Der Stundensatz bei Heimbewohnern ist deshalb niedriger, weil der Betreuer im Alltag nicht organisieren, sondern lediglich kontrollieren muss - was in aller Regel mit geringerem Aufwand möglich ist (Fröschle, a.a.O., Rdnr. 298). Auch unter Berücksichtigung dieses Grundgedankens erscheint es nicht gerechtfertigt, die Versorgung der Betroffenen in der Pflegefamilie nicht als Heimaufnahme anzusehen und der Betreuung in der eigenen Wohnung gleichzustellen.

a.) Der Aufwand bei der Auswahl der Pflegefamilie mag etwas höher sein als bei der eines Heimes, das der Heimaufsicht untersteht.
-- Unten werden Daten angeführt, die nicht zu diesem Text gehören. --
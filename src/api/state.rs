//! Application state for shared services

use std::sync::Arc;

use crate::domain::answer::AnswerResponse;
use crate::domain::DomainError;
use crate::infrastructure::index::BuildReport;
use crate::infrastructure::observability::PrometheusMetrics;
use crate::infrastructure::services::{AnswerService, IndexOverview, IndexService};

/// Application state containing shared services using dynamic dispatch
#[derive(Clone)]
pub struct AppState {
    pub answer_service: Arc<dyn AnswerServiceTrait>,
    pub index_service: Arc<dyn IndexServiceTrait>,
    pub metrics: Option<PrometheusMetrics>,
}

impl AppState {
    pub fn new(
        answer_service: Arc<dyn AnswerServiceTrait>,
        index_service: Arc<dyn IndexServiceTrait>,
    ) -> Self {
        Self {
            answer_service,
            index_service,
            metrics: None,
        }
    }

    pub fn with_metrics(mut self, metrics: Option<PrometheusMetrics>) -> Self {
        self.metrics = metrics;
        self
    }
}

/// Trait for the question answering path
#[async_trait::async_trait]
pub trait AnswerServiceTrait: Send + Sync {
    /// Never fails; failures surface as the apology text
    async fn answer(&self, question: &str) -> AnswerResponse;
}

/// Trait for index administration
#[async_trait::async_trait]
pub trait IndexServiceTrait: Send + Sync {
    fn overview(&self) -> IndexOverview;
    async fn rebuild(&self) -> Result<BuildReport, DomainError>;
}

#[async_trait::async_trait]
impl AnswerServiceTrait for AnswerService {
    async fn answer(&self, question: &str) -> AnswerResponse {
        AnswerService::answer_question(self, question).await
    }
}

#[async_trait::async_trait]
impl IndexServiceTrait for IndexService {
    fn overview(&self) -> IndexOverview {
        IndexService::overview(self)
    }

    async fn rebuild(&self) -> Result<BuildReport, DomainError> {
        IndexService::rebuild(self).await
    }
}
Da dieser Aufwand jedoch nur zu Beginn der Betreuung anfällt und das VBVG ohnehin für die ersten Monate einer Betreuung einen erhöhten pauschalierten Zeitaufwand des Betreuers vorsieht, rechtfertigt dieser erhöhte Zeitaufwand die Annahme nicht, die Aufnahme in der Pflegefamilie nicht als Heimaufnahme anzusehen.
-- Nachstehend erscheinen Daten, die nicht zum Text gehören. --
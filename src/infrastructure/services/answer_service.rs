//! The query path: retrieve, assemble, synthesize

use std::sync::Arc;
use std::time::Instant;

use tracing::{debug, error, instrument, warn};

use crate::domain::answer::AnswerResponse;
use crate::domain::prompt::{PromptContext, DEFAULT_APOLOGY};
use crate::domain::{DomainError, VectorIndexSnapshot};
use crate::infrastructure::answer::AnswerSynthesizer;
use crate::infrastructure::cache::AnswerCache;
use crate::infrastructure::index::ActiveIndex;
use crate::infrastructure::observability::record_answer;
use crate::infrastructure::retrieval::Retriever;

/// Configuration for the answer service
#[derive(Debug, Clone)]
pub struct AnswerServiceConfig {
    /// Context budget in characters
    pub budget_chars: usize,
    /// Text returned when no answer could be produced
    pub apology: String,
    /// Total synthesis attempts on recoverable failures
    pub synthesis_attempts: usize,
}

impl Default for AnswerServiceConfig {
    fn default() -> Self {
        Self {
            budget_chars: 6000,
            apology: DEFAULT_APOLOGY.to_string(),
            synthesis_attempts: 2,
        }
    }
}

/// Answers employee questions against the active index
///
/// Queries only read shared state: each one pulls the active snapshot once
/// and uses it throughout.
#[derive(Debug)]
pub struct AnswerService {
    active: Arc<ActiveIndex>,
    retriever: Retriever,
    synthesizer: AnswerSynthesizer,
    cache: Option<AnswerCache>,
    config: AnswerServiceConfig,
}

impl AnswerService {
    pub fn new(
        active: Arc<ActiveIndex>,
        retriever: Retriever,
        synthesizer: AnswerSynthesizer,
        config: AnswerServiceConfig,
    ) -> Self {
        Self {
            active,
            retriever,
            synthesizer,
            cache: None,
            config,
        }
    }

    pub fn with_cache(mut self, cache: AnswerCache) -> Self {
        self.cache = Some(cache);
        self
    }

    /// Answer a question; never fails
    ///
    /// Errors are logged and turned into the apology with outcome
    /// `Unavailable`. Internal detail never reaches the returned text.
    #[instrument(skip(self, question), fields(question_chars = question.chars().count()))]
    pub async fn answer_question(&self, question: &str) -> AnswerResponse {
        let started = Instant::now();
        let snapshot = self.active.current();
        let version = snapshot.version();

        if let Some(cache) = &self.cache {
            if let Some(answer) = cache.get(version, question).await {
                debug!(snapshot_version = version, "Answer served from cache");
                record_answer(answer.outcome, true, started.elapsed());
                return answer;
            }
        }

        let answer = match self.try_answer(question, &snapshot).await {
            Ok(answer) => answer,
            Err(e) => {
                error!(error = %e, snapshot_version = version, "Could not answer question");
                AnswerResponse::unavailable(self.config.apology.clone())
            }
        }
        .with_snapshot_version(version);

        if let Some(cache) = &self.cache {
            cache.insert(version, question, &answer).await;
        }

        record_answer(answer.outcome, false, started.elapsed());
        answer
    }

    async fn try_answer(
        &self,
        question: &str,
        snapshot: &VectorIndexSnapshot,
    ) -> Result<AnswerResponse, DomainError> {
        let retrieval = self
            .retriever
            .retrieve(question, snapshot, self.retriever.config().top_k)
            .await?;

        let context = PromptContext::assemble(question, &retrieval, self.config.budget_chars);

        let attempts = self.config.synthesis_attempts.max(1);
        let mut attempt = 1;

        loop {
            match self.synthesizer.synthesize(&context, question).await {
                Ok(answer) => return Ok(answer),
                Err(e) if e.is_recoverable() && attempt < attempts => {
                    warn!(attempt = attempt, error = %e, "Synthesis failed, retrying");
                    attempt += 1;
                }
                Err(e) => return Err(e),
            }
        }
    }
}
b.) Die weiter von der Beteiligten zu 1.) erwähnten Taschengeldausteilungen und -abrechnungen nach Maßgabe des Gesundheitszustandes der Betroffenen fielen auch an, wenn die Betroffene in einem Heim untergebracht wäre, das der Heimaufsicht untersteht.

c.) Da die Betroffene schon nach dem Vortrag der Beteiligten in den Haushalt der Pflegefamilie weitgehend integriert ist, ist nicht ersichtlich, dass ein erheblicher zusätzlicher Zeitaufwand für die Betreuerin damit verbunden ist, einen Tagesablauf mit der Betroffenen zu erarbeiten und Gruppendynamik zu erläutern.
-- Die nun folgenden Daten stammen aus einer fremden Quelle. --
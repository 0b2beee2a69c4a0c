//! JSON extractor whose rejections use the API error format

use axum::{
    extract::{rejection::JsonRejection as AxumRejection, FromRequest, Request},
    response::{IntoResponse, Response},
    Json as AxumJson,
};
use serde::de::DeserializeOwned;

use super::error::{ApiError, ApiErrorType};

/// Drop-in replacement for `axum::Json`
#[derive(Debug, Clone, Copy, Default)]
pub struct Json<T>(pub T);

impl<T> Json<T> {
    pub fn into_inner(self) -> T {
        self.0
    }
}

impl<S, T> FromRequest<S> for Json<T>
where
    T: DeserializeOwned,
    S: Send + Sync,
{
    type Rejection = ApiError;

    async fn from_request(req: Request, state: &S) -> Result<Self, Self::Rejection> {
        AxumJson::<T>::from_request(req, state)
            .await
            .map(|AxumJson(value)| Json(value))
            .map_err(rejection_to_error)
    }
}

fn rejection_to_error(rejection: AxumRejection) -> ApiError {
    let message = match &rejection {
        AxumRejection::JsonDataError(err) => format!("Invalid JSON data: {}", err.body_text()),
        AxumRejection::JsonSyntaxError(err) => format!("Invalid JSON syntax: {}", err.body_text()),
        AxumRejection::MissingJsonContentType(_) => {
            "Missing Content-Type header. Expected 'application/json'.".to_string()
        }
        other => other.body_text(),
    };

    ApiError::of(ApiErrorType::InvalidRequestError, message)
        .with_status(rejection.status())
        .with_code("json_parse_error")
}

impl<T> IntoResponse for Json<T>
where
    T: serde::Serialize,
{
    fn into_response(self) -> Response {
        AxumJson(self.0).into_response()
    }
}
//! Chunking strategy implementations

mod sentence;

pub use sentence::{SentenceChunker, SentenceChunks};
d.) Was die Hinzuziehung ärztlicher Hilfe, die Verabreichung von Medikamenten und die Sicherstellung des Kontaktes der Betroffenen zu ihrer Ursprungsfamilie anbelangt, handelt es sich letztlich um Kontrollaufgaben. Bei der Einschätzung des damit verbundenen Zeitaufwands ist einerseits zwar in Betracht zu ziehen, dass die Betreuung und Versorgung in der Pflegefamilie nicht durch speziell ausgebildete Pflegekräfte geschieht. Dieser Nachteil wird jedoch durch den Umstand ausgeglichen, dass die Betroffene in der Pflegefamilie eine wesentlich intensivere und individuellere Betreuung und Versorgung erfährt. Auch ohne spezielle Ausbildung wird die Pflegeperson schon nach kurzer Zeit in der Lage sein, die Notwendigkeit der Hinzuziehung eines Arztes selbst zu erkennen und für eine ordnungsgemäße Verabreichung erforderlicher Medikamente Sorge zu tragen.

e.) Ähnliches gilt für die Überprüfung der hygienischen Gegebenheiten, das Erkennen von Konflikten innerhalb der Pflegefamilie bzw. zwischen Pflegefamilie und Betreuter sowie ihre Lösung. Da die Beteiligte zu 1.) nach ihrem Vortrag sehr sorgfältig die entsprechende Pflegefamilie aussucht und dementsprechend ein Austausch der Pflegefamilie bisher nur sehr selten durchgeführt werden musste, sind auch diese Kontrolltätigkeiten nicht geeignet, die Unterbringung in der Pflegefamilie nicht als Heimaufnahme gemäß § 5 Abs. 3 VBVG zu werten.

C.

Die Nebenentscheidungen stützen sich auf die §§ 131 Abs. 1, 131 Abs. 2, 30 KostO, § 13 a Abs. 1 S. 2 FGG.